Only the lines from the top of the data through the line containing "impl fmt::Display for" should be duplicated, exactly as they appear.

===== SUPPLIED RECORDS

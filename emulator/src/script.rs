//! Line grammar for emulator scripts.
//!
//! ```text
//! tick [count]
//! edge <front|rear> <rise|fall>
//! pulse <front|rear> <ticks>
//! lever <0-255>
//! status | reset | help [topic] | exit
//! ```
//!
//! Keywords are case-insensitive; `#` starts a comment.

use std::fmt;

use brake_core::lever::LeverSample;
use brake_core::wheel::{Edge, Wheel};
use winnow::ModalResult;
use winnow::ascii::{digit1, space1};
use winnow::combinator::{alt, opt, preceded, seq};
use winnow::prelude::*;
use winnow::token::rest;

/// One parsed script line.
#[derive(Clone, Debug, Eq, PartialEq)]
pub enum ScriptCommand {
    Tick(u32),
    Edge(Wheel, Edge),
    Pulse(Wheel, u32),
    Lever(LeverSample),
    Status,
    Reset,
    Help(Option<String>),
    Exit,
}

/// Script line that could not be parsed.
#[derive(Clone, Debug, Eq, PartialEq)]
pub enum ScriptError {
    Syntax { input: String, offset: usize },
}

impl fmt::Display for ScriptError {
    fn fmt(&self, f: &mut fmt::Formatter<'_>) -> fmt::Result {
        match self {
            ScriptError::Syntax { input, offset } => {
                write!(f, "cannot parse `{input}` at column {}", offset + 1)
            }
        }
    }
}

impl std::error::Error for ScriptError {}

/// Parses a script line. Blank and comment-only lines yield `Ok(None)`.
pub fn parse_line(line: &str) -> Result<Option<ScriptCommand>, ScriptError> {
    let body = line.split_once('#').map_or(line, |(head, _)| head).trim();
    if body.is_empty() {
        return Ok(None);
    }

    let normalized = body.to_ascii_lowercase();
    command
        .parse(normalized.as_str())
        .map(Some)
        .map_err(|err| ScriptError::Syntax {
            offset: err.offset(),
            input: normalized.clone(),
        })
}

fn command(input: &mut &str) -> ModalResult<ScriptCommand> {
    alt((
        preceded("tick", opt(preceded(space1, count)))
            .map(|n| ScriptCommand::Tick(n.unwrap_or(1))),
        seq!(_: "edge", _: space1, wheel, _: space1, edge)
            .map(|(wheel, edge)| ScriptCommand::Edge(wheel, edge)),
        seq!(_: "pulse", _: space1, wheel, _: space1, count)
            .map(|(wheel, ticks)| ScriptCommand::Pulse(wheel, ticks)),
        preceded(("lever", space1), sample).map(ScriptCommand::Lever),
        "status".value(ScriptCommand::Status),
        "reset".value(ScriptCommand::Reset),
        preceded("help", opt(preceded(space1, rest)))
            .map(|topic: Option<&str>| ScriptCommand::Help(topic.map(|t| t.trim().to_string()))),
        alt(("exit", "quit")).value(ScriptCommand::Exit),
    ))
    .parse_next(input)
}

fn wheel(input: &mut &str) -> ModalResult<Wheel> {
    alt(("front".value(Wheel::Front), "rear".value(Wheel::Rear))).parse_next(input)
}

fn edge(input: &mut &str) -> ModalResult<Edge> {
    alt((
        alt(("rising", "rise")).value(Edge::Rising),
        alt(("falling", "fall")).value(Edge::Falling),
    ))
    .parse_next(input)
}

fn count(input: &mut &str) -> ModalResult<u32> {
    digit1.try_map(str::parse::<u32>).parse_next(input)
}

fn sample(input: &mut &str) -> ModalResult<LeverSample> {
    digit1
        .try_map(str::parse::<u8>)
        .map(LeverSample)
        .parse_next(input)
}

#[cfg(test)]
mod tests {
    use super::*;

    #[test]
    fn parses_every_command() {
        let cases = [
            ("tick", ScriptCommand::Tick(1)),
            ("tick 250", ScriptCommand::Tick(250)),
            ("edge front rise", ScriptCommand::Edge(Wheel::Front, Edge::Rising)),
            ("EDGE Rear Fall", ScriptCommand::Edge(Wheel::Rear, Edge::Falling)),
            ("pulse rear 400", ScriptCommand::Pulse(Wheel::Rear, 400)),
            ("lever 28", ScriptCommand::Lever(LeverSample(28))),
            ("status", ScriptCommand::Status),
            ("reset", ScriptCommand::Reset),
            ("help", ScriptCommand::Help(None)),
            ("help pulse", ScriptCommand::Help(Some("pulse".to_string()))),
            ("quit", ScriptCommand::Exit),
        ];

        for (line, expected) in cases {
            assert_eq!(parse_line(line), Ok(Some(expected)), "line `{line}`");
        }
    }

    #[test]
    fn skips_blank_and_comment_lines() {
        assert_eq!(parse_line(""), Ok(None));
        assert_eq!(parse_line("   # front wheel locks"), Ok(None));
        assert_eq!(
            parse_line("pulse front 500 # slow"),
            Ok(Some(ScriptCommand::Pulse(Wheel::Front, 500)))
        );
    }

    #[test]
    fn rejects_out_of_range_lever_sample() {
        assert!(matches!(
            parse_line("lever 256"),
            Err(ScriptError::Syntax { .. })
        ));
    }

    #[test]
    fn rejects_unknown_wheel_and_trailing_input() {
        assert!(parse_line("pulse middle 10").is_err());
        assert!(parse_line("status now").is_err());
        assert!(parse_line("tickle").is_err());
    }
}
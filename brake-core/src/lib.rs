#![no_std]

// Control-loop logic for the two-wheel anti-lock brake controller.
//
// Every component here is portable across the MCU firmware and host tooling:
// handlers take the shared `ControlState` by reference and never block, so the
// same code runs from interrupt-driven tasks or from a synthetic event script.

pub mod actuator;
pub mod config;
pub mod control;
pub mod duty;
pub mod lever;
pub mod slip;
pub mod state;
pub mod timebase;
pub mod wheel;

pub use config::{BrakeCalibration, CalibrationError};
pub use state::{ControlSnapshot, ControlState};

/// Elapsed time-base ticks.
pub type Ticks = u32;
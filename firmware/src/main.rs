#![cfg_attr(target_os = "none", no_std)]
#![cfg_attr(target_os = "none", no_main)]

mod hw;
mod logging;

#[cfg(target_os = "none")]
mod panic;
#[cfg(target_os = "none")]
mod runtime;

#[cfg(not(target_os = "none"))]
fn main() {}
use core::panic::PanicInfo;
use defmt::error;

#[panic_handler]
fn panic(info: &PanicInfo) -> ! {
    error!("PANIC: {}", defmt::Display2Format(info));
    cortex_m::asm::udf();
}
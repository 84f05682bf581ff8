//! Shared state touched by the control-loop event handlers.
//!
//! One [`ControlState`] exists for the lifetime of the controller. Each field
//! has a single logical writer:
//!
//! | Field | Written by | Read by |
//! |-------|------------|---------|
//! | tick counters | time base (increment), estimator (reset) | estimator |
//! | period measurements | estimator (publish) | slip detector (consume) |
//! | slip decision | slip detector | duty mapper |
//! | actuator commands | duty mapper | actuator driver |
//!
//! Fields with a writer and a reader on different event sources use atomics,
//! and the period pair is guarded by a critical section so that consuming both
//! measurements is a single step. Mutators are `pub(crate)` so only the owning
//! component can reach them.

use core::cell::Cell;

use critical_section::Mutex;
use portable_atomic::{AtomicU8, AtomicU16, AtomicU32, Ordering};

use crate::Ticks;
use crate::config::BrakeCalibration;
use crate::duty::{ActuatorCommands, DutyCommand};
use crate::slip::SlipDecision;
use crate::wheel::Wheel;

/// Control-loop state shared by reference between all handlers.
pub struct ControlState {
    ticks: [AtomicU32; 2],
    periods: Mutex<Cell<[Option<Ticks>; 2]>>,
    decision: AtomicU8,
    commands: [AtomicU16; 2],
}

impl ControlState {
    /// Creates the startup state: counters at zero, no measurements, balanced
    /// decision and both actuators at minimum duty.
    #[must_use]
    pub const fn new(calibration: BrakeCalibration) -> Self {
        Self {
            ticks: [AtomicU32::new(0), AtomicU32::new(0)],
            periods: Mutex::new(Cell::new([None, None])),
            decision: AtomicU8::new(SlipDecision::Balanced.to_raw()),
            commands: [
                AtomicU16::new(calibration.min_duty),
                AtomicU16::new(calibration.min_duty),
            ],
        }
    }

    /// Ticks elapsed since the wheel's last completed pulse.
    #[must_use]
    pub fn ticks(&self, wheel: Wheel) -> Ticks {
        self.ticks[wheel.as_index()].load(Ordering::Relaxed)
    }

    pub(crate) fn advance_ticks(&self) {
        for counter in &self.ticks {
            counter.fetch_add(1, Ordering::Relaxed);
        }
    }

    /// Reads and zeroes the counter in one step so a concurrent tick is
    /// carried into the next cycle rather than dropped.
    pub(crate) fn take_ticks(&self, wheel: Wheel) -> Ticks {
        self.ticks[wheel.as_index()].swap(0, Ordering::Relaxed)
    }

    /// Latest unconsumed period for the wheel, if one is available.
    #[must_use]
    pub fn period(&self, wheel: Wheel) -> Option<Ticks> {
        critical_section::with(|cs| self.periods.borrow(cs).get()[wheel.as_index()])
    }

    pub(crate) fn publish_period(&self, wheel: Wheel, period: Ticks) {
        critical_section::with(|cs| {
            let cell = self.periods.borrow(cs);
            let mut periods = cell.get();
            periods[wheel.as_index()] = Some(period);
            cell.set(periods);
        });
    }

    /// Consumes both measurements when, and only when, both are fresh.
    pub(crate) fn take_period_pair(&self) -> Option<(Ticks, Ticks)> {
        critical_section::with(|cs| {
            let cell = self.periods.borrow(cs);
            match cell.get() {
                [Some(front), Some(rear)] => {
                    cell.set([None, None]);
                    Some((front, rear))
                }
                _ => None,
            }
        })
    }

    /// Slip decision currently in effect.
    #[must_use]
    pub fn decision(&self) -> SlipDecision {
        SlipDecision::from_raw(self.decision.load(Ordering::Relaxed))
    }

    pub(crate) fn set_decision(&self, decision: SlipDecision) {
        self.decision.store(decision.to_raw(), Ordering::Relaxed);
    }

    /// Duty currently commanded for the wheel's actuator.
    #[must_use]
    pub fn command(&self, wheel: Wheel) -> DutyCommand {
        DutyCommand::new(self.commands[wheel.as_index()].load(Ordering::Relaxed))
    }

    /// Both commanded duties.
    #[must_use]
    pub fn commands(&self) -> ActuatorCommands {
        ActuatorCommands::new(self.command(Wheel::Front), self.command(Wheel::Rear))
    }

    pub(crate) fn store_commands(&self, commands: ActuatorCommands) {
        for wheel in Wheel::ALL {
            self.commands[wheel.as_index()].store(commands.get(wheel).raw(), Ordering::Relaxed);
        }
    }

    /// Copies every field for diagnostics.
    #[must_use]
    pub fn snapshot(&self) -> ControlSnapshot {
        ControlSnapshot {
            ticks: [self.ticks(Wheel::Front), self.ticks(Wheel::Rear)],
            periods: [self.period(Wheel::Front), self.period(Wheel::Rear)],
            decision: self.decision(),
            commands: self.commands(),
        }
    }
}

impl Default for ControlState {
    fn default() -> Self {
        Self::new(BrakeCalibration::DEFAULT)
    }
}

/// Point-in-time copy of [`ControlState`].
#[derive(Copy, Clone, Debug, Eq, PartialEq)]
pub struct ControlSnapshot {
    pub ticks: [Ticks; 2],
    pub periods: [Option<Ticks>; 2],
    pub decision: SlipDecision,
    pub commands: ActuatorCommands,
}

impl ControlSnapshot {
    #[must_use]
    pub fn ticks(&self, wheel: Wheel) -> Ticks {
        self.ticks[wheel.as_index()]
    }

    #[must_use]
    pub fn period(&self, wheel: Wheel) -> Option<Ticks> {
        self.periods[wheel.as_index()]
    }
}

==========

EXERCISE RESULT
filename emulator/src/script.rs
//! Line grammar for emulator scripts.
//!
//! ```text
//! tick [count]
//! edge <front|rear> <rise|fall>
//! pulse <front|rear> <ticks>
//! lever <0-255>
//! status | reset | help [topic] | exit
//! ```
//!
//! Keywords are case-insensitive; `#` starts a comment.

use std::fmt;

use brake_core::lever::LeverSample;
use brake_core::wheel::{Edge, Wheel};
use winnow::ModalResult;
use winnow::ascii::{digit1, space1};
use winnow::combinator::{alt, opt, preceded, seq};
use winnow::prelude::*;
use winnow::token::rest;

/// One parsed script line.
#[derive(Clone, Debug, Eq, PartialEq)]
pub enum ScriptCommand {
    Tick(u32),
    Edge(Wheel, Edge),
    Pulse(Wheel, u32),
    Lever(LeverSample),
    Status,
    Reset,
    Help(Option<String>),
    Exit,
}

/// Script line that could not be parsed.
#[derive(Clone, Debug, Eq, PartialEq)]
pub enum ScriptError {
    Syntax { input: String, offset: usize },
}

impl fmt::Display for ScriptError {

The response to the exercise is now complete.